Icinga2 version: r2.16.0-1

Enabled features: api checker command icingadb influxdb mainlog notification

icinga2 daemon -C is green

Don’t hesitate if you need more details.

Thank you.

It looks like there are breaking changes in NSclient++.
But I am not sure how to adapt to this.

Thanks. Yes I can see that there is some mention of tokens:


I just don’t do anything myself with the tokens so I don’t really know what to change. I wonder if this is something to do with the nscp plugin for Icinga2 itself.

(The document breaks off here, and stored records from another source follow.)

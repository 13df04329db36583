//! Command dispatch: each subcommand drives a calculator session

use std::io::{self, BufRead, Write};
use std::path::Path;

use clap::CommandFactory;
use colored::Colorize;
use tracing::{debug, info, instrument};

use crate::application::services::CalculatorService;
use crate::cli::args::{Cli, Commands, ConfigCommands, Format};
use crate::cli::output;
use crate::cli::parse::{parse_line, Command, HELP};
use crate::cli::render::{render_costs, render_view};
use crate::cli::{CliError, CliResult};
use crate::config::{global_config_path, Settings};

pub fn execute_command(cli: &Cli) -> CliResult<()> {
    let config = cli.config.as_deref();
    match &cli.command {
        None | Some(Commands::Repl) => _repl(&Settings::load(config)?),
        Some(Commands::Eval { format, intents }) => {
            _eval(&Settings::load(config)?, intents, *format)
        }
        Some(Commands::Costs) => _costs(&Settings::load(config)?),
        Some(Commands::Config { command }) => _config(command, config),
        Some(Commands::Completion { shell }) => {
            let mut cmd = Cli::command();
            clap_complete::generate(*shell, &mut cmd, "xpcalc", &mut io::stdout());
            Ok(())
        }
    }
}

/// Fresh session built from validated settings.
pub fn new_session(settings: &Settings) -> CliResult<CalculatorService> {
    let rules = settings.rules()?;
    debug!(
        "new_session: stats={}, max_level={}, initial_perks={}",
        rules.stat_names().len(),
        rules.max_level(),
        settings.initial_perks
    );
    Ok(CalculatorService::new(rules).with_initial_perks(settings.initial_perks))
}

#[instrument(skip(settings))]
fn _repl(settings: &Settings) -> CliResult<()> {
    let mut service = new_session(settings)?;
    let stdin = io::stdin();
    let stdout = io::stdout();
    run_session(&mut service, stdin.lock(), &mut stdout.lock(), true)
}

/// Read commands line by line, apply them and re-render after each intent.
///
/// Bad lines are reported and skipped; the session continues.
pub fn run_session<R: BufRead, W: Write>(
    service: &mut CalculatorService,
    input: R,
    out: &mut W,
    interactive: bool,
) -> CliResult<()> {
    let write_err = |e: io::Error| CliError::io("write output", e);
    write!(out, "{}", render_view(&service.view())).map_err(write_err)?;

    let mut lines = input.lines();
    loop {
        if interactive {
            output::prompt(&mut *out, ">").map_err(write_err)?;
        }
        let Some(line) = lines.next() else {
            break;
        };
        let line = line.map_err(|e| CliError::io("read input", e))?;

        let command = match parse_line(&line, service) {
            Ok(Some(command)) => command,
            Ok(None) => continue,
            Err(e) => {
                writeln!(out, "{}", output::warning_line(&e)).map_err(write_err)?;
                continue;
            }
        };

        match command {
            Command::Intent(intent) => {
                if !service.apply(&intent) {
                    writeln!(out, "{}", "(no change)".dimmed()).map_err(write_err)?;
                }
                write!(out, "{}", render_view(&service.view())).map_err(write_err)?;
            }
            Command::Show => write!(out, "{}", render_view(&service.view())).map_err(write_err)?,
            Command::Costs => write!(out, "{}", render_costs(service.rules())).map_err(write_err)?,
            Command::Help => writeln!(out, "{HELP}").map_err(write_err)?,
            Command::Quit => break,
        }
    }
    Ok(())
}

/// Apply every intent in order to a fresh session.
pub fn eval_intents(settings: &Settings, intents: &[String]) -> CliResult<CalculatorService> {
    let mut service = new_session(settings)?;
    for (position, text) in intents.iter().enumerate() {
        let command = parse_line(text, &service).map_err(|e| {
            CliError::InvalidArgs(format!("intent {} ({text:?}): {e}", position + 1))
        })?;
        match command {
            Some(Command::Intent(intent)) => {
                service.apply(&intent);
            }
            None => {}
            Some(other) => {
                return Err(CliError::Usage(format!(
                    "intent {} ({text:?}): {other:?} is only available interactively",
                    position + 1
                )))
            }
        }
    }
    Ok(service)
}

#[instrument(skip(settings))]
fn _eval(settings: &Settings, intents: &[String], format: Format) -> CliResult<()> {
    let service = eval_intents(settings, intents)?;
    let view = service.view();
    info!("eval: applied {} intents", intents.len());
    match format {
        Format::Text => print!("{}", render_view(&view)),
        Format::Toml => {
            let text = toml::to_string_pretty(&view)
                .map_err(|e| CliError::Render(e.to_string()))?;
            print!("{text}");
        }
    }
    Ok(())
}

#[instrument(skip(settings))]
fn _costs(settings: &Settings) -> CliResult<()> {
    let rules = settings.rules()?;
    output::header("Cost tables");
    print!("{}", render_costs(&rules));
    Ok(())
}

#[instrument]
fn _config(command: &ConfigCommands, explicit: Option<&Path>) -> CliResult<()> {
    match command {
        ConfigCommands::Show => {
            let settings = Settings::load(explicit)?;
            output::header("Effective configuration");
            output::info(&settings.to_toml()?);
        }
        ConfigCommands::Path => {
            output::header("Config files");
            match global_config_path() {
                Some(path) => {
                    let state = if path.exists() { "" } else { " (missing)" };
                    output::detail(&format!("global:   {}{state}", path.display()));
                }
                None => output::detail("global:   <no config directory>"),
            }
            if let Some(path) = explicit {
                output::detail(&format!("explicit: {}", path.display()));
            }
        }
        ConfigCommands::Init { force } => {
            let path = global_config_path().ok_or_else(|| {
                CliError::Usage("cannot determine the config directory".to_string())
            })?;
            if path.exists() && !force {
                return Err(CliError::Usage(format!(
                    "{} already exists (use --force to overwrite)",
                    path.display()
                )));
            }
            if let Some(dir) = path.parent() {
                std::fs::create_dir_all(dir)
                    .map_err(|e| CliError::io(format!("create {}", dir.display()), e))?;
            }
            std::fs::write(&path, Settings::template())
                .map_err(|e| CliError::io(format!("write {}", path.display()), e))?;
            output::success(&format!("wrote {}", path.display()));
        }
    }
    Ok(())
}
use std::{path::Path, sync::Arc};

use image::{imageops, imageops::FilterType, Rgba, RgbaImage};

use crate::{
    component::{Component, PreviewContext},
    PreviewConfig, Result, VisualizerError,
};

/// Size of the canvas the background is prepared on before scaling.
pub const BASE_CANVAS: (u32, u32) = (1920, 1080);

/// Flattens a component stack into a single preview frame.
///
/// The background is prepared once on a fixed-size transparent canvas and
/// scaled to the output resolution on demand; the scaled copy is reused until
/// the resolution changes.
#[derive(Debug)]
pub struct Compositor {
    background: RgbaImage,
    scaled: Option<RgbaImage>,
}

impl Compositor {
    /// Compositor with a fully transparent background.
    pub fn new() -> Self {
        let (width, height) = BASE_CANVAS;
        Self {
            background: RgbaImage::from_pixel(width, height, Rgba([0, 0, 0, 0])),
            scaled: None,
        }
    }

    /// Compositor whose base canvas has `image` pasted at the origin.
    pub fn with_background(image: &RgbaImage) -> Self {
        let mut compositor = Self::new();
        imageops::replace(&mut compositor.background, image, 0, 0);
        compositor
    }

    pub fn from_config(config: &PreviewConfig) -> Result<Self> {
        match &config.background {
            Some(path) => Self::load_background(path),
            None => Ok(Self::new()),
        }
    }

    fn load_background(path: &Path) -> Result<Self> {
        let image = image::open(path)?.to_rgba8();
        tracing::debug!(?path, "loaded preview background");
        Ok(Self::with_background(&image))
    }

    /// Background scaled to the requested output size.
    pub fn background(&mut self, width: u32, height: u32) -> &RgbaImage {
        let stale = self
            .scaled
            .as_ref()
            .map(|scaled| scaled.dimensions() != (width, height))
            .unwrap_or(true);

        if stale {
            self.scaled = Some(imageops::resize(
                &self.background,
                width,
                height,
                FilterType::Triangle,
            ));
        }

        self.scaled.get_or_insert_with(|| RgbaImage::new(width, height))
    }

    /// Renders every component and stacks the layers so that the first
    /// component ends up on top.
    pub fn composite(
        &mut self,
        ctx: &PreviewContext,
        components: &[Arc<dyn Component>],
    ) -> Result<RgbaImage> {
        let mut frame = self.background(ctx.width, ctx.height).clone();

        for component in components.iter().rev() {
            let layer = component.render(ctx)?;
            if layer.dimensions() != frame.dimensions() {
                return Err(VisualizerError::LayerSizeMismatch {
                    component: component.name().to_string(),
                    expected: frame.dimensions(),
                    actual: layer.dimensions(),
                });
            }
            imageops::overlay(&mut frame, &layer, 0, 0);
        }

        Ok(frame)
    }
}

impl Default for Compositor {
    fn default() -> Self {
        Self::new()
    }
}

#[cfg(test)]
mod tests {
    use super::*;
    use crate::component::{PresetValues, SolidLayer};

    const RED: Rgba<u8> = Rgba([255, 0, 0, 255]);
    const GREEN: Rgba<u8> = Rgba([0, 255, 0, 255]);
    const BLUE: Rgba<u8> = Rgba([0, 0, 255, 255]);
    const CLEAR: Rgba<u8> = Rgba([0, 0, 0, 0]);

    /// Paints a single column, leaving the rest transparent.
    struct Stripe {
        column: u32,
        color: Rgba<u8>,
    }

    impl Component for Stripe {
        fn name(&self) -> &str {
            "Stripe"
        }
        fn version(&self) -> u32 {
            1
        }
        fn current_preset(&self) -> Option<String> {
            None
        }
        fn render(&self, ctx: &PreviewContext) -> Result<RgbaImage> {
            let mut layer = ctx.blank_layer();
            for y in 0..ctx.height {
                layer.put_pixel(self.column, y, self.color);
            }
            Ok(layer)
        }
        fn save_preset(&self) -> PresetValues {
            PresetValues::new()
        }
        fn load_preset(&self, _: &str, _: &PresetValues) -> Result<()> {
            Ok(())
        }
        fn clear_preset(&self) {}
    }

    struct Oversized;

    impl Component for Oversized {
        fn name(&self) -> &str {
            "Oversized"
        }
        fn version(&self) -> u32 {
            1
        }
        fn current_preset(&self) -> Option<String> {
            None
        }
        fn render(&self, ctx: &PreviewContext) -> Result<RgbaImage> {
            Ok(RgbaImage::new(ctx.width + 1, ctx.height))
        }
        fn save_preset(&self) -> PresetValues {
            PresetValues::new()
        }
        fn load_preset(&self, _: &str, _: &PresetValues) -> Result<()> {
            Ok(())
        }
        fn clear_preset(&self) {}
    }

    fn stripe(column: u32, color: Rgba<u8>) -> Arc<dyn Component> {
        Arc::new(Stripe { column, color })
    }

    #[test]
    fn first_component_is_topmost() {
        // A covers column 0, B covers 0..=1, C covers 0..=2.
        let ctx = PreviewContext::new(4, 1);
        let a: Arc<dyn Component> = stripe(0, RED);
        let b: Arc<dyn Component> = Arc::new(StackedStripes(vec![(0, GREEN), (1, GREEN)]));
        let c: Arc<dyn Component> =
            Arc::new(StackedStripes(vec![(0, BLUE), (1, BLUE), (2, BLUE)]));

        let frame = Compositor::new().composite(&ctx, &[a, b, c]).unwrap();

        assert_eq!(frame.get_pixel(0, 0), &RED);
        assert_eq!(frame.get_pixel(1, 0), &GREEN);
        assert_eq!(frame.get_pixel(2, 0), &BLUE);
        assert_eq!(frame.get_pixel(3, 0), &CLEAR);
    }

    struct StackedStripes(Vec<(u32, Rgba<u8>)>);

    impl Component for StackedStripes {
        fn name(&self) -> &str {
            "Stripes"
        }
        fn version(&self) -> u32 {
            1
        }
        fn current_preset(&self) -> Option<String> {
            None
        }
        fn render(&self, ctx: &PreviewContext) -> Result<RgbaImage> {
            let mut layer = ctx.blank_layer();
            for &(column, color) in &self.0 {
                layer.put_pixel(column, 0, color);
            }
            Ok(layer)
        }
        fn save_preset(&self) -> PresetValues {
            PresetValues::new()
        }
        fn load_preset(&self, _: &str, _: &PresetValues) -> Result<()> {
            Ok(())
        }
        fn clear_preset(&self) {}
    }

    #[test]
    fn falls_through_to_background() {
        let ctx = PreviewContext::new(3, 2);
        let background = RgbaImage::from_pixel(1920, 1080, Rgba([9, 9, 9, 255]));
        let mut compositor = Compositor::with_background(&background);

        let frame = compositor.composite(&ctx, &[stripe(1, RED)]).unwrap();

        assert_eq!(frame.dimensions(), (3, 2));
        assert_eq!(frame.get_pixel(0, 0), &Rgba([9, 9, 9, 255]));
        assert_eq!(frame.get_pixel(1, 1), &RED);
    }

    #[test]
    fn empty_stack_renders_background_only() {
        let frame = Compositor::new()
            .composite(&PreviewContext::new(2, 2), &[])
            .unwrap();
        assert!(frame.pixels().all(|p| *p == CLEAR));
    }

    #[test]
    fn mismatched_layer_aborts_the_pass() {
        let components: Vec<Arc<dyn Component>> =
            vec![Arc::new(SolidLayer::new([1, 1, 1, 255])), Arc::new(Oversized)];
        let err = Compositor::new()
            .composite(&PreviewContext::new(2, 2), &components)
            .unwrap_err();

        match err {
            VisualizerError::LayerSizeMismatch {
                component, actual, ..
            } => {
                assert_eq!(component, "Oversized");
                assert_eq!(actual, (3, 2));
            }
            other => panic!("unexpected error: {other}"),
        }
    }

    #[test]
    fn translucent_layers_blend() {
        let components: Vec<Arc<dyn Component>> = vec![
            Arc::new(SolidLayer::new([255, 0, 0, 128])),
            Arc::new(SolidLayer::new([0, 0, 255, 255])),
        ];

        let frame = Compositor::new()
            .composite(&PreviewContext::new(1, 1), &components)
            .unwrap();

        let pixel = frame.get_pixel(0, 0);
        assert_eq!(pixel[3], 255);
        assert!((pixel[0] as i32 - 128).abs() <= 1);
        assert_eq!(pixel[1], 0);
        assert!((pixel[2] as i32 - 127).abs() <= 1);
    }

    #[test]
    fn reuses_scaled_background_until_resolution_changes() {
        let mut compositor = Compositor::new();
        assert_eq!(compositor.background(4, 4).dimensions(), (4, 4));
        assert_eq!(compositor.background(4, 4).dimensions(), (4, 4));
        assert_eq!(compositor.background(8, 2).dimensions(), (8, 2));
    }
}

I’d be curious to see if anyone has the same problem (I haven’t found anything online right now).

This is the first time I am seeing this, but we commonly no longer deploy NSclient++ in our customer setup since it became stagnant a few years ago, so there is not a lot of data.

Thank you for reporting this. This might be a good starting point for people with the same issue.

AFAIK, Icinga 2’s check_nscp_api does not make any use of tokens, but passes the password as an additional HTTP request header.

It was a bit hard for me to skim over the latest changelogs and pinpoint something specific, so I would guess reporting this to the nscp bug tracker would be a good idea.

That’s why we use SNClient :slight_smile:

That would be this one and I would recommend to try this as a replacement.

Thanks for the replies and suggestions. NSClient++ has since reportedly patched the issue in version 0.12.4. I haven’t had time to test it yet but I will report when I have.

I have tested the newest version of NSClient++ and it works fine. Thanks everyone.